* The problem:
I would like every record printed again, exactly as shown.

* Data:
use configuration::AnalyticsConfig;
use core_types::TradeRecord;
use rust_decimal::Decimal;
use rust_decimal_macros::dec;

use crate::metrics::{self, round};
use crate::patterns::UNSPECIFIED;
use crate::report::{
    BehavioralMetrics, MarketOutlook, Momentum, PatternSet, PerformanceMetrics, PredictiveInsights,
    StrategySuggestion,
};
use crate::window::pnls;

const HOT_WIN_RATE_PCT: Decimal = dec!(60);
const COLD_WIN_RATE_PCT: Decimal = dec!(40);
const MIN_SUCCESS_PCT: Decimal = dec!(5);
const MAX_SUCCESS_PCT: Decimal = dec!(95);

/// Everything a warning rule may look at.
pub struct WarningContext<'a> {
    pub performance: &'a PerformanceMetrics,
    pub behavior: &'a BehavioralMetrics,
    pub config: &'a AnalyticsConfig,
    pub recent_win_rate_pct: Decimal,
    pub trailing_losses: usize,
}

/// A risk warning: fires whenever `applies` holds. All matching rules fire.
pub struct WarningRule {
    pub applies: fn(&WarningContext<'_>) -> bool,
    pub message: fn(&WarningContext<'_>) -> String,
}

pub static WARNING_RULES: &[WarningRule] = &[
    WarningRule {
        applies: |c| c.performance.max_drawdown_pct > c.config.high_drawdown_pct,
        message: |c| {
            format!(
                "Maximum drawdown of {}% exceeds the {}% risk threshold; consider reducing position size.",
                c.performance.max_drawdown_pct, c.config.high_drawdown_pct
            )
        },
    },
    WarningRule {
        applies: |c| c.recent_win_rate_pct < c.config.low_win_rate_pct,
        message: |c| {
            format!(
                "Recent win rate has dropped to {}%; review your last trades before adding risk.",
                c.recent_win_rate_pct
            )
        },
    },
    WarningRule {
        applies: |c| c.behavior.revenge_trading_risk > dec!(50),
        message: |c| {
            format!(
                "{} trades look like revenge trades: larger positions taken soon after a loss.",
                c.behavior.revenge_trades
            )
        },
    },
    WarningRule {
        applies: |c| c.behavior.overtrading_risk > dec!(50),
        message: |c| {
            format!(
                "Averaging {} trades per active day points to overtrading.",
                c.behavior.trades_per_active_day
            )
        },
    },
    WarningRule {
        applies: |c| c.trailing_losses >= 3,
        message: |c| format!("You are on a {}-trade losing streak; consider pausing.", c.trailing_losses),
    },
];

/// Forward-looking estimates built on top of the performance, behaviour and pattern outputs.
#[derive(Debug, Clone, Copy)]
pub struct PredictiveGenerator<'a> {
    config: &'a AnalyticsConfig,
}

impl<'a> PredictiveGenerator<'a> {
    pub fn new(config: &'a AnalyticsConfig) -> Self {
        Self { config }
    }

    /// `recent` is the tail of the analysis window used for momentum and outlook.
    pub fn generate(
        &self,
        performance: &PerformanceMetrics,
        behavior: &BehavioralMetrics,
        patterns: &PatternSet,
        recent: &[&TradeRecord],
    ) -> PredictiveInsights {
        let recent_pnls = pnls(recent);
        let recent_win_rate_pct = metrics::pct_of(
            recent_pnls.iter().filter(|p| **p > Decimal::ZERO).count(),
            recent_pnls.len(),
        );
        let momentum = momentum(recent_win_rate_pct);

        let kelly_fraction_pct = self.kelly_fraction_pct(performance);
        let optimal_position_size_pct = kelly_fraction_pct
            .max(self.config.kelly_floor_pct)
            .min(self.config.kelly_cap_pct);

        let context = WarningContext {
            performance,
            behavior,
            config: self.config,
            recent_win_rate_pct: round(recent_win_rate_pct),
            trailing_losses: metrics::trailing_losses(&recent_pnls),
        };
        let risk_warnings = WARNING_RULES
            .iter()
            .filter(|rule| (rule.applies)(&context))
            .map(|rule| (rule.message)(&context))
            .collect();

        PredictiveInsights {
            recent_trades: recent.len(),
            recent_win_rate_pct: round(recent_win_rate_pct),
            momentum,
            next_trade_success_pct: round(next_trade_success(performance.win_rate_pct, momentum)),
            kelly_fraction_pct: round(kelly_fraction_pct),
            optimal_position_size_pct: round(optimal_position_size_pct),
            suggested_strategies: self.suggest_strategies(patterns),
            risk_warnings,
            market_outlook: outlook(recent_win_rate_pct),
        }
    }

    /// Kelly criterion `f* = (p*b - q) / b` in percent of capital.
    ///
    /// With no winners the edge is undefined and the floor applies; with no losers
    /// the payoff ratio is unbounded and `f*` tends to `p`.
    fn kelly_fraction_pct(&self, performance: &PerformanceMetrics) -> Decimal {
        if performance.average_win.is_zero() {
            return self.config.kelly_floor_pct;
        }
        let p = performance.win_rate_pct / Decimal::ONE_HUNDRED;
        let q = Decimal::ONE - p;
        let fraction = match metrics::ratio(performance.average_win, performance.average_loss) {
            Some(b) => (p * b - q) / b,
            None => p,
        };
        fraction * Decimal::ONE_HUNDRED
    }

    fn suggest_strategies(&self, patterns: &PatternSet) -> Vec<StrategySuggestion> {
        let mut candidates: Vec<_> = patterns
            .by_strategy
            .iter()
            .filter(|g| g.eligible && g.key != UNSPECIFIED)
            .collect();
        candidates.sort_by(|a, b| {
            b.win_rate_pct
                .cmp(&a.win_rate_pct)
                .then(b.average_pnl.cmp(&a.average_pnl))
                .then(a.key.cmp(&b.key))
        });
        candidates
            .into_iter()
            .take(self.config.max_suggestions)
            .map(|g| StrategySuggestion {
                strategy: g.key.clone(),
                trades: g.trades,
                win_rate_pct: g.win_rate_pct,
                average_pnl: g.average_pnl,
            })
            .collect()
    }
}

fn momentum(recent_win_rate_pct: Decimal) -> Momentum {
    if recent_win_rate_pct > HOT_WIN_RATE_PCT {
        Momentum::Improving
    } else if recent_win_rate_pct < COLD_WIN_RATE_PCT {
        Momentum::Declining
    } else {
        Momentum::Steady
    }
}

fn next_trade_success(base_win_rate_pct: Decimal, momentum: Momentum) -> Decimal {
    let multiplier = match momentum {
        Momentum::Improving => dec!(1.1),
        Momentum::Declining => dec!(0.9),
        Momentum::Steady => Decimal::ONE,
    };
    (base_win_rate_pct * multiplier).max(MIN_SUCCESS_PCT).min(MAX_SUCCESS_PCT)
}

fn outlook(recent_win_rate_pct: Decimal) -> MarketOutlook {
    if recent_win_rate_pct > HOT_WIN_RATE_PCT {
        MarketOutlook::Positive
    } else if recent_win_rate_pct < COLD_WIN_RATE_PCT {
        MarketOutlook::Cautious
    } else {
        MarketOutlook::Neutral
    }
}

* Solution:
use configuration::AnalyticsConfig;
use core_types::TradeRecord;
use rust_decimal::Decimal;
use rust_decimal_macros::dec;

use crate::metrics::{self, round};
use crate::patterns::UNSPECIFIED;
use crate::report::{
    BehavioralMetrics, MarketOutlook, Momentum, PatternSet, PerformanceMetrics, PredictiveInsights,
    StrategySuggestion,
};
use crate::window::pnls;

const HOT_WIN_RATE_PCT: Decimal = dec!(60);
const COLD_WIN_RATE_PCT: Decimal = dec!(40);
const MIN_SUCCESS_PCT: Decimal = dec!(5);
const MAX_SUCCESS_PCT: Decimal = dec!(95);

/// Everything a warning rule may look at.
pub struct WarningContext<'a> {
    pub performance: &'a PerformanceMetrics,
    pub behavior: &'a BehavioralMetrics,
    pub config: &'a AnalyticsConfig,
    pub recent_win_rate_pct: Decimal,
    pub trailing_losses: usize,
}

/// A risk warning: fires whenever `applies` holds. All matching rules fire.
pub struct WarningRule {
    pub applies: fn(&WarningContext<'_>) -> bool,
    pub message: fn(&WarningContext<'_>) -> String,
}

pub static WARNING_RULES: &[WarningRule] = &[
    WarningRule {
        applies: |c| c.performance.max_drawdown_pct > c.config.high_drawdown_pct,
        message: |c| {
            format!(
                "Maximum drawdown of {}% exceeds the {}% risk threshold; consider reducing position size.",
                c.performance.max_drawdown_pct, c.config.high_drawdown_pct
            )
        },
    },
    WarningRule {
        applies: |c| c.recent_win_rate_pct < c.config.low_win_rate_pct,
        message: |c| {
            format!(
                "Recent win rate has dropped to {}%; review your last trades before adding risk.",
                c.recent_win_rate_pct
            )
        },
    },
    WarningRule {
        applies: |c| c.behavior.revenge_trading_risk > dec!(50),
        message: |c| {
            format!(
                "{} trades look like revenge trades: larger positions taken soon after a loss.",
                c.behavior.revenge_trades
            )
        },
    },
    WarningRule {
        applies: |c| c.behavior.overtrading_risk > dec!(50),
        message: |c| {
            format!(
                "Averaging {} trades per active day points to overtrading.",
                c.behavior.trades_per_active_day
            )
        },
    },
    WarningRule {
        applies: |c| c.trailing_losses >= 3,
        message: |c| format!("You are on a {}-trade losing streak; consider pausing.", c.trailing_losses),
    },
];

/// Forward-looking estimates built on top of the performance, behaviour and pattern outputs.
#[derive(Debug, Clone, Copy)]
pub struct PredictiveGenerator<'a> {
    config: &'a AnalyticsConfig,
}

impl<'a> PredictiveGenerator<'a> {
    pub fn new(config: &'a AnalyticsConfig) -> Self {
        Self { config }
    }

    /// `recent` is the tail of the analysis window used for momentum and outlook.
    pub fn generate(
        &self,
        performance: &PerformanceMetrics,
        behavior: &BehavioralMetrics,
        patterns: &PatternSet,
        recent: &[&TradeRecord],
    ) -> PredictiveInsights {
        let recent_pnls = pnls(recent);
        let recent_win_rate_pct = metrics::pct_of(
            recent_pnls.iter().filter(|p| **p > Decimal::ZERO).count(),
            recent_pnls.len(),
        );
        let momentum = momentum(recent_win_rate_pct);

        let kelly_fraction_pct = self.kelly_fraction_pct(performance);
        let optimal_position_size_pct = kelly_fraction_pct
            .max(self.config.kelly_floor_pct)
            .min(self.config.kelly_cap_pct);

        let context = WarningContext {
            performance,
            behavior,
            config: self.config,
            recent_win_rate_pct: round(recent_win_rate_pct),
            trailing_losses: metrics::trailing_losses(&recent_pnls),
        };
        let risk_warnings = WARNING_RULES
            .iter()
            .filter(|rule| (rule.applies)(&context))
            .map(|rule| (rule.message)(&context))
            .collect();

        PredictiveInsights {
            recent_trades: recent.len(),
            recent_win_rate_pct: round(recent_win_rate_pct),
            momentum,
            next_trade_success_pct: round(next_trade_success(performance.win_rate_pct, momentum)),
            kelly_fraction_pct: round(kelly_fraction_pct),
            optimal_position_size_pct: round(optimal_position_size_pct),
            suggested_strategies: self.suggest_strategies(patterns),
            risk_warnings,
            market_outlook: outlook(recent_win_rate_pct),
        }
    }

    /// Kelly criterion `f* = (p*b - q) / b` in percent of capital.
    ///
    /// With no winners the edge is undefined and the floor applies; with no losers
    /// the payoff ratio is unbounded and `f*` tends to `p`.
    fn kelly_fraction_pct(&self, performance: &PerformanceMetrics) -> Decimal {
        if performance.average_win.is_zero() {
            return self.config.kelly_floor_pct;
        }
        let p = performance.win_rate_pct / Decimal::ONE_HUNDRED;
        let q = Decimal::ONE - p;
        let fraction = match metrics::ratio(performance.average_win, performance.average_loss) {
            Some(b) => (p * b - q) / b,
            None => p,
        };
        fraction * Decimal::ONE_HUNDRED
    }

    fn suggest_strategies(&self, patterns: &PatternSet) -> Vec<StrategySuggestion> {
        let mut candidates: Vec<_> = patterns
            .by_strategy
            .iter()
            .filter(|g| g.eligible && g.key != UNSPECIFIED)
            .collect();
        candidates.sort_by(|a, b| {
            b.win_rate_pct
                .cmp(&a.win_rate_pct)
                .then(b.average_pnl.cmp(&a.average_pnl))
                .then(a.key.cmp(&b.key))
        });
        candidates
            .into_iter()
            .take(self.config.max_suggestions)
            .map(|g| StrategySuggestion {
                strategy: g.key.clone(),
                trades: g.trades,
                win_rate_pct: g.win_rate_pct,
                average_pnl: g.average_pnl,
            })
            .collect()
    }
}

fn momentum(recent_win_rate_pct: Decimal) -> Momentum {
    if recent_win_rate_pct > HOT_WIN_RATE_PCT {
        Momentum::Improving
    } else if recent_win_rate_pct < COLD_WIN_RATE_PCT {
        Momentum::Declining
    } else {
        Momentum::Steady
    }
}

fn next_trade_success(base_win_rate_pct: Decimal, momentum: Momentum) -> Decimal {
    let multiplier = match momentum {
        Momentum::Improving => dec!(1.1),
        Momentum::Declining => dec!(0.9),
        Momentum::Steady => Decimal::ONE,
    };
    (base_win_rate_pct * multiplier).max(MIN_SUCCESS_PCT).min(MAX_SUCCESS_PCT)
}

fn outlook(recent_win_rate_pct: Decimal) -> MarketOutlook {
    if recent_win_rate_pct > HOT_WIN_RATE_PCT {
        MarketOutlook::Positive
    } else if recent_win_rate_pct < COLD_WIN_RATE_PCT {
        MarketOutlook::Cautious
    } else {
        MarketOutlook::Neutral
    }
}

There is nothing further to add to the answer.